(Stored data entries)

★ ★ ★ ★

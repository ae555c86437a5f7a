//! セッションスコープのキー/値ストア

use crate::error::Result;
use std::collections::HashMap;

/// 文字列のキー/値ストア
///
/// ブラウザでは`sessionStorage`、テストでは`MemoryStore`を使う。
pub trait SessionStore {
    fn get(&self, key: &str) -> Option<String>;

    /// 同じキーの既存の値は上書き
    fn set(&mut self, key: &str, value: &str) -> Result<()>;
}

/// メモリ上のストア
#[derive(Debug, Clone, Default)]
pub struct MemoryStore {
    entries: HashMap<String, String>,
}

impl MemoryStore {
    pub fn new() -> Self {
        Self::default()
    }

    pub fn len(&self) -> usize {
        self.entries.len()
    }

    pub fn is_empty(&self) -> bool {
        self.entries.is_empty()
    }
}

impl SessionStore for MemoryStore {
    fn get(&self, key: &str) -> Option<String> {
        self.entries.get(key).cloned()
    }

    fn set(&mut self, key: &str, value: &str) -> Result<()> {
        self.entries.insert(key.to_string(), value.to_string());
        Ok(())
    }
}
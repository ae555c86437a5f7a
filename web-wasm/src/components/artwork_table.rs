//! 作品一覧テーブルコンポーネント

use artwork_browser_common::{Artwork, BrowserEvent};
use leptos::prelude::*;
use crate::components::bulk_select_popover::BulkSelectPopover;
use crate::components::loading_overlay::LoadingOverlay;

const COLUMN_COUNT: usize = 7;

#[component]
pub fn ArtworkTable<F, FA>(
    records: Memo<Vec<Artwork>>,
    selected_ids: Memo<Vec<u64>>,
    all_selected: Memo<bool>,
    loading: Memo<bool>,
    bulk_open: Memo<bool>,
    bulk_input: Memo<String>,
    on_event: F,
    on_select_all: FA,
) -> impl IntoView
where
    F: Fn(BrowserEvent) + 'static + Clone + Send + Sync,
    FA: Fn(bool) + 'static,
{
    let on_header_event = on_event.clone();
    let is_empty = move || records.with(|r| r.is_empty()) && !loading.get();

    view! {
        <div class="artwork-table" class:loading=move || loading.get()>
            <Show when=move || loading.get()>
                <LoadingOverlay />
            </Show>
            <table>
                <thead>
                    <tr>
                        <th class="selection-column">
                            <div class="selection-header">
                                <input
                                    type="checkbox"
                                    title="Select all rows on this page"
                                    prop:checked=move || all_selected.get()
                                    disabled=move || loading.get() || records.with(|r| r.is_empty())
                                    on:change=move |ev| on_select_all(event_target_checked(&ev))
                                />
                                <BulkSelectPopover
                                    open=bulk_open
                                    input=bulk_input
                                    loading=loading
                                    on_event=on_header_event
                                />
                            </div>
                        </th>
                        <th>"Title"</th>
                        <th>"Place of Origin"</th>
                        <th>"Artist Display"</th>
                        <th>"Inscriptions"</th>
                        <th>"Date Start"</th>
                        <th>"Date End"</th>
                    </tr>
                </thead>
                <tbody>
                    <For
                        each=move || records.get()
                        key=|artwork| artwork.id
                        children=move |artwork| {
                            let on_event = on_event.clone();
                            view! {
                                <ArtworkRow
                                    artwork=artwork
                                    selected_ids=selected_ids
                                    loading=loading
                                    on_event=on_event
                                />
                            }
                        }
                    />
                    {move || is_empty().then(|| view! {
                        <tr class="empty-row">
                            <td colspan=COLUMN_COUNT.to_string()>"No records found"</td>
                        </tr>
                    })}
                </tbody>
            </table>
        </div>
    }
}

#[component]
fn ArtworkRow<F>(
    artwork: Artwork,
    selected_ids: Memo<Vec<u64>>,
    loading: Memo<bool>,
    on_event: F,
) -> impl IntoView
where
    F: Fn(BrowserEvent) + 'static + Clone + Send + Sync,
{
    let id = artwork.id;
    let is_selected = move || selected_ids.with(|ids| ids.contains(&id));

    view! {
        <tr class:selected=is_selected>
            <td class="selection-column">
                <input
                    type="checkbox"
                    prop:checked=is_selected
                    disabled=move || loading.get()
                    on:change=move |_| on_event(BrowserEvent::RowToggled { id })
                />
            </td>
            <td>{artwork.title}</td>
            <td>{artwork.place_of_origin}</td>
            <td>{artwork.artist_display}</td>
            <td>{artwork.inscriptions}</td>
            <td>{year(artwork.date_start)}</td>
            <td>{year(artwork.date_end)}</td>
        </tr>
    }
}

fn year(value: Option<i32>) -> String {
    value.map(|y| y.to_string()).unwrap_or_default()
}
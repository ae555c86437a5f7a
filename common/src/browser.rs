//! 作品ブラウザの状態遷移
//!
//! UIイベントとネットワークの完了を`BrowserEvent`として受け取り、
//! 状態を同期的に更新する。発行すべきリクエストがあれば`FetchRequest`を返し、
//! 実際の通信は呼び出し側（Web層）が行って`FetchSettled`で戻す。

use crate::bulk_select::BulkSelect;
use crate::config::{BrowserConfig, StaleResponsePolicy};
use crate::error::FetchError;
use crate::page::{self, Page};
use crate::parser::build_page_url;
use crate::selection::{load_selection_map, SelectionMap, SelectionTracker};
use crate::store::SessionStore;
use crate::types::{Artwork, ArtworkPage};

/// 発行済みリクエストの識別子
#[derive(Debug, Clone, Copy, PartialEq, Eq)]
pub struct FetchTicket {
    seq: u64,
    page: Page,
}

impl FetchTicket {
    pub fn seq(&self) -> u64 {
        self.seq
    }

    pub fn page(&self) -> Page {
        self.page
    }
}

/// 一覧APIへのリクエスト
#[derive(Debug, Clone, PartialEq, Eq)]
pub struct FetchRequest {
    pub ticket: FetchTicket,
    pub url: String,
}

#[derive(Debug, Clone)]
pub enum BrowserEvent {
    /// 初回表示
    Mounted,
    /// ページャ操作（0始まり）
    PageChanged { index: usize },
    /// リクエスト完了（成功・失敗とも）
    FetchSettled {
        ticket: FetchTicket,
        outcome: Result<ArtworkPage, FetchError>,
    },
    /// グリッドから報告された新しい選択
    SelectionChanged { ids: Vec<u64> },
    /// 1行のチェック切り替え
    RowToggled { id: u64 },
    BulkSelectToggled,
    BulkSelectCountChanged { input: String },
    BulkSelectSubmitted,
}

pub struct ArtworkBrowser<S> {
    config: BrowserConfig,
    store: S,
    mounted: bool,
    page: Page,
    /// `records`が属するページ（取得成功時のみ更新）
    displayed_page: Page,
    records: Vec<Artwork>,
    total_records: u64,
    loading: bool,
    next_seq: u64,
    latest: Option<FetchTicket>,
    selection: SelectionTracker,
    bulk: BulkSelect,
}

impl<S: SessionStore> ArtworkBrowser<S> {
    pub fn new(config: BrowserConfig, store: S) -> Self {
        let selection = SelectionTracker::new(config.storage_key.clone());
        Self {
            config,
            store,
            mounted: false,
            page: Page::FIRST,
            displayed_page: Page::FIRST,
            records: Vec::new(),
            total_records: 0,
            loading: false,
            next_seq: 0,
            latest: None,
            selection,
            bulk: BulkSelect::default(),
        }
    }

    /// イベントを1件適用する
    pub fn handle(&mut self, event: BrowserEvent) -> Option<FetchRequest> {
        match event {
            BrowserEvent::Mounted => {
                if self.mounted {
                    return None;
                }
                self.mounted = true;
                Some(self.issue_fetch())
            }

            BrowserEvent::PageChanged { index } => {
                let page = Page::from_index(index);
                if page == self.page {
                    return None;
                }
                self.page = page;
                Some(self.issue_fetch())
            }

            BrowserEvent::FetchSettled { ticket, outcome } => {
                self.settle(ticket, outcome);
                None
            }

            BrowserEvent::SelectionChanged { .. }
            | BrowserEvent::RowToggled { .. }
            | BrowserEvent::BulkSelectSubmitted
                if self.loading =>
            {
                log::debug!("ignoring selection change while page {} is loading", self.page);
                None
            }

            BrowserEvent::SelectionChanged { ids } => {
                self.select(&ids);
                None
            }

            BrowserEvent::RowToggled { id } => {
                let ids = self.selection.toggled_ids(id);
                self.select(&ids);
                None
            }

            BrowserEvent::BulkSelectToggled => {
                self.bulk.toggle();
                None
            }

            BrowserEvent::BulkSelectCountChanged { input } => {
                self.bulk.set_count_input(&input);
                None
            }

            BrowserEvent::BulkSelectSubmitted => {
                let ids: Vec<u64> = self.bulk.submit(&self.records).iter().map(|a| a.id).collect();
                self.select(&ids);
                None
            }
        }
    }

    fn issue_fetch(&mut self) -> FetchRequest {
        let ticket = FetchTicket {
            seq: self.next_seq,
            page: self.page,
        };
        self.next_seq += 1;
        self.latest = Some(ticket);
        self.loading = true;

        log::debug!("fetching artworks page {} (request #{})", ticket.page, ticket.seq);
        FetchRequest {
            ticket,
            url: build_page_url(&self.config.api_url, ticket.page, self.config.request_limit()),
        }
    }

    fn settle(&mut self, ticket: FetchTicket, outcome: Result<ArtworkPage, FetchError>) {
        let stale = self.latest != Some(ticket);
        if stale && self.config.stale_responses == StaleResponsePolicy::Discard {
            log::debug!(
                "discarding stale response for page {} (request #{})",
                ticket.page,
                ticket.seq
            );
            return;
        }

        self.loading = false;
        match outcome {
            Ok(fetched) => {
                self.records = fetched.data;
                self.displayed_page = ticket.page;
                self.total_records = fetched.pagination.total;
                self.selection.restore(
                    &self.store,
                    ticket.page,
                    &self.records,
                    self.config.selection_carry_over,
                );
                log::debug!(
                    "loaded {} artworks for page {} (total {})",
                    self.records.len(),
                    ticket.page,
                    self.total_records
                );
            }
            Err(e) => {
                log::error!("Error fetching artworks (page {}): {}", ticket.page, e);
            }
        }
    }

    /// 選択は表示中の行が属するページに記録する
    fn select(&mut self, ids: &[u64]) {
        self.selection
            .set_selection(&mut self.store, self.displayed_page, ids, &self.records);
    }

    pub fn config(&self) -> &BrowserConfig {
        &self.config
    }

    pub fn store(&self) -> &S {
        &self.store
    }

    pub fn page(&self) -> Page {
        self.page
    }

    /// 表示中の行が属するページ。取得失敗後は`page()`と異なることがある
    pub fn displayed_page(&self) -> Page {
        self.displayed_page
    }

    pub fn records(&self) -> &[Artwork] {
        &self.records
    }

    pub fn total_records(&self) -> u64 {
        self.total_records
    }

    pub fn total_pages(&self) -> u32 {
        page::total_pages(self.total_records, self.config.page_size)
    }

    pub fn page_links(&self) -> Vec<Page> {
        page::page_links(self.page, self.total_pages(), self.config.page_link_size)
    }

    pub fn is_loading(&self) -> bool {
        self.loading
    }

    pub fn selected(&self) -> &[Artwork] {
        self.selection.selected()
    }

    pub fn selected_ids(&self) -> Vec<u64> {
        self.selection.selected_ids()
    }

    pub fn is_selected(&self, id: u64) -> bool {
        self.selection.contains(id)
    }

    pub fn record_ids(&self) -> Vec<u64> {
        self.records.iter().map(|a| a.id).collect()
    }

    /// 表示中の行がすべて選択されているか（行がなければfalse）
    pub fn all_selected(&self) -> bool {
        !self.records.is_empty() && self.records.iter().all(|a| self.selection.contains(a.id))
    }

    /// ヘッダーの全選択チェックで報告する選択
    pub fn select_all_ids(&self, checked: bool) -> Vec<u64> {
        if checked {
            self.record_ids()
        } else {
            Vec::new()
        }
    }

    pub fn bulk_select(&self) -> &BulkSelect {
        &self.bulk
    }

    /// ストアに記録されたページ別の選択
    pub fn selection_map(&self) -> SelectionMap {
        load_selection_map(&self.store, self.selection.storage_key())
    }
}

★ ★ ★ ★

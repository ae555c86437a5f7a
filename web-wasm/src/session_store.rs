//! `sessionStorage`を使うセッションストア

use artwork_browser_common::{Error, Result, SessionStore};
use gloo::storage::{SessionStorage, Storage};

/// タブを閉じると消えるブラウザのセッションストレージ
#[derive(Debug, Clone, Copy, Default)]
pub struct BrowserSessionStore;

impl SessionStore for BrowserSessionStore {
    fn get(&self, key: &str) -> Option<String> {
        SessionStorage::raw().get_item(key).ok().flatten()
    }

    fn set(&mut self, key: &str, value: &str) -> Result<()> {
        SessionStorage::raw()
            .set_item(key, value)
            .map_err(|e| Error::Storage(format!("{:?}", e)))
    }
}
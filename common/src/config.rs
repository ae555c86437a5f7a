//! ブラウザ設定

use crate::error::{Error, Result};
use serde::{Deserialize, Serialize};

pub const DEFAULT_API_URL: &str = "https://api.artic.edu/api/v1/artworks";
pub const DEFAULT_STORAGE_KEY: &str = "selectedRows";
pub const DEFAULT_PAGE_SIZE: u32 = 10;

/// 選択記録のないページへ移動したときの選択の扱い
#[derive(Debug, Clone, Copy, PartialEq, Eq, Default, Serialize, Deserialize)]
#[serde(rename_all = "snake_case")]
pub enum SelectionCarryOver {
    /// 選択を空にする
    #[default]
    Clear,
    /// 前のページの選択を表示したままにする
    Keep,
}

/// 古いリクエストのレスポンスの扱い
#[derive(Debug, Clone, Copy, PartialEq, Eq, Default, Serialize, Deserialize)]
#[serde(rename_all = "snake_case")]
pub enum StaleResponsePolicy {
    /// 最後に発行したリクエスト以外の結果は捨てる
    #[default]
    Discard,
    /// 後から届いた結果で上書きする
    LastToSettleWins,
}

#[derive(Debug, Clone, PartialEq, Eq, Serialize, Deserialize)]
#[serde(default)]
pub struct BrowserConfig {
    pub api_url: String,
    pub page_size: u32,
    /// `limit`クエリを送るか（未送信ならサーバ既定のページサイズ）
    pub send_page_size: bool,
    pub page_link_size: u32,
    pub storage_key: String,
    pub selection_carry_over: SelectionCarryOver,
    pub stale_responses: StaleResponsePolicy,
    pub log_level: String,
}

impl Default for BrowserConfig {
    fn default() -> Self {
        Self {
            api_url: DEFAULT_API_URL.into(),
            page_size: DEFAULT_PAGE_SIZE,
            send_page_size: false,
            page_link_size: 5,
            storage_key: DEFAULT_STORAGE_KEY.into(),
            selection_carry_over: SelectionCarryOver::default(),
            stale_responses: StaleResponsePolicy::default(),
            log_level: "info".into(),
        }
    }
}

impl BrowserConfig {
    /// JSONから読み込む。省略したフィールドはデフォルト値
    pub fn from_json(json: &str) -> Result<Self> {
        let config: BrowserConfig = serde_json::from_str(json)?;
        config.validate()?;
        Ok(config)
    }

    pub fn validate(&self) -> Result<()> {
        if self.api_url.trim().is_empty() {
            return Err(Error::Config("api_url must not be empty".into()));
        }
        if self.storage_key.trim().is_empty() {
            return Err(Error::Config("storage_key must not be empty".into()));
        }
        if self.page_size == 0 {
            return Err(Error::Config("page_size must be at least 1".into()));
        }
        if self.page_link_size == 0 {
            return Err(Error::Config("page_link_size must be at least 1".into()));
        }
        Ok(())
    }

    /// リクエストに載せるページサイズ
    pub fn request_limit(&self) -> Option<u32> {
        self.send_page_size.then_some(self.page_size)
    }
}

★ ★ ★ ★

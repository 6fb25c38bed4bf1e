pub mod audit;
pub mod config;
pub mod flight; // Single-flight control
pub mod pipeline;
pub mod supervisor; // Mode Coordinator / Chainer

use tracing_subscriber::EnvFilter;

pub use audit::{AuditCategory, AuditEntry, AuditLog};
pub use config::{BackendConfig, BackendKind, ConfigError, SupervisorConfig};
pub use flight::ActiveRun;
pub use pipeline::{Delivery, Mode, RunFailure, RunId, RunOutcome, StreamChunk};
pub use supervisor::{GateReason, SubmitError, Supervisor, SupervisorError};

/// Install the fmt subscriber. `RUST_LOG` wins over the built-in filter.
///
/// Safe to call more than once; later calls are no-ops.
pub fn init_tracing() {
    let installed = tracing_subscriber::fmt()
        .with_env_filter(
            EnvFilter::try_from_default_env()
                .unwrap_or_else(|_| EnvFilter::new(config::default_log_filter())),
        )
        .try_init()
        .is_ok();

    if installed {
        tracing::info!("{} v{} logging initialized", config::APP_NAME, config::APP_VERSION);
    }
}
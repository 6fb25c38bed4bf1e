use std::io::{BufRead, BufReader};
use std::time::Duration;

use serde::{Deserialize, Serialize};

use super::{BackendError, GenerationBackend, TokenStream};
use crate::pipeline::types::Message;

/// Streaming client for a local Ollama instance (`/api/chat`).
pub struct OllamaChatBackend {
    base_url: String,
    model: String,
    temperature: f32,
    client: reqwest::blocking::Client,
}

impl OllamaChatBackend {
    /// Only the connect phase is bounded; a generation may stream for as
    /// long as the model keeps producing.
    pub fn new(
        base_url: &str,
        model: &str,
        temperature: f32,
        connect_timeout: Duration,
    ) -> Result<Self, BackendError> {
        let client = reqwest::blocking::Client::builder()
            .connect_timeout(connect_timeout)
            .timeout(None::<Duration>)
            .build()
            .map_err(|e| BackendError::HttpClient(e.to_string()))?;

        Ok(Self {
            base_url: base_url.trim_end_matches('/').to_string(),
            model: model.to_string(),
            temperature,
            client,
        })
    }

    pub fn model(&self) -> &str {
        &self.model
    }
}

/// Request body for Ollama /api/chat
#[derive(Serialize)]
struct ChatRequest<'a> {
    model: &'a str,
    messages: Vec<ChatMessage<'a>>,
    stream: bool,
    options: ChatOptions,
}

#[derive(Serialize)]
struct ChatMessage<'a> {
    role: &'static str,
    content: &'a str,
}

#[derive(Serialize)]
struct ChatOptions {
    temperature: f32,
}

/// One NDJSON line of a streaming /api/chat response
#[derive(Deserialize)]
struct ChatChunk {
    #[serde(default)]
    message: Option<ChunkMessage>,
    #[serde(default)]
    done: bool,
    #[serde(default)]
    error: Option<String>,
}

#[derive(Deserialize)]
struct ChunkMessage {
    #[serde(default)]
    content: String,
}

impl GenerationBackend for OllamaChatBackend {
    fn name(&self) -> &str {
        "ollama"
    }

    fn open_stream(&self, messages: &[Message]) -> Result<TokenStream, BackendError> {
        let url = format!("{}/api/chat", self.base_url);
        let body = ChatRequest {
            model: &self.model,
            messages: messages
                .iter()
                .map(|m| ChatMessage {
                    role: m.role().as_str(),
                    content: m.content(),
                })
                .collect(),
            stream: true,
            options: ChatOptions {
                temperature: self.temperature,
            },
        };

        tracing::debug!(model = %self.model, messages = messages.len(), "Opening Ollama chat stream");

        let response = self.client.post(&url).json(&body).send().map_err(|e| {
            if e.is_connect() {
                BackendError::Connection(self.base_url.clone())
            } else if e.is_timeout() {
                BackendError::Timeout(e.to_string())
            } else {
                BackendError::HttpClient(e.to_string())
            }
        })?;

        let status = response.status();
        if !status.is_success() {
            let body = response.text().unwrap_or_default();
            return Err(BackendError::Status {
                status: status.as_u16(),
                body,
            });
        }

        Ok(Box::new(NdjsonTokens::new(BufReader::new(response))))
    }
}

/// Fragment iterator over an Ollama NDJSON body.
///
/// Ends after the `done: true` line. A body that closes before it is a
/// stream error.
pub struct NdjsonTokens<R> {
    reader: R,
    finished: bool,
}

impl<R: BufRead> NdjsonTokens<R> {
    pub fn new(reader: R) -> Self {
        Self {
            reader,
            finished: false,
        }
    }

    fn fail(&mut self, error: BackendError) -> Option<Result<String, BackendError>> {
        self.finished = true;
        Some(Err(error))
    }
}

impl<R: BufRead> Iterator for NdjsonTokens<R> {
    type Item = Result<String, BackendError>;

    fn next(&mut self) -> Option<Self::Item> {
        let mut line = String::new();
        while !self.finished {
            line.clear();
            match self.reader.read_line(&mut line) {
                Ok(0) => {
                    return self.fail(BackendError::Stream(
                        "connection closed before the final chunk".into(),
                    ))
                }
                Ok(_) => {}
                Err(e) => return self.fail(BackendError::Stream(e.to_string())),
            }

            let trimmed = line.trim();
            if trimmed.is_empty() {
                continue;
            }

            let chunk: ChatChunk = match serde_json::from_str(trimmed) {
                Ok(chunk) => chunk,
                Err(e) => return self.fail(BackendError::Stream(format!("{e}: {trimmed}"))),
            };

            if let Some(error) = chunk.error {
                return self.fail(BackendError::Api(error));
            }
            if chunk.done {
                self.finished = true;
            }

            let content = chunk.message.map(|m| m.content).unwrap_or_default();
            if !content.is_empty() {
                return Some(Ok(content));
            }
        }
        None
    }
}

★ ★ ★ ★

Whenever a line in the records contains the word "Duration", copy that line.

RESPONSE AREA:
use std::time::Duration;
        connect_timeout: Duration,
            .timeout(None::<Duration>)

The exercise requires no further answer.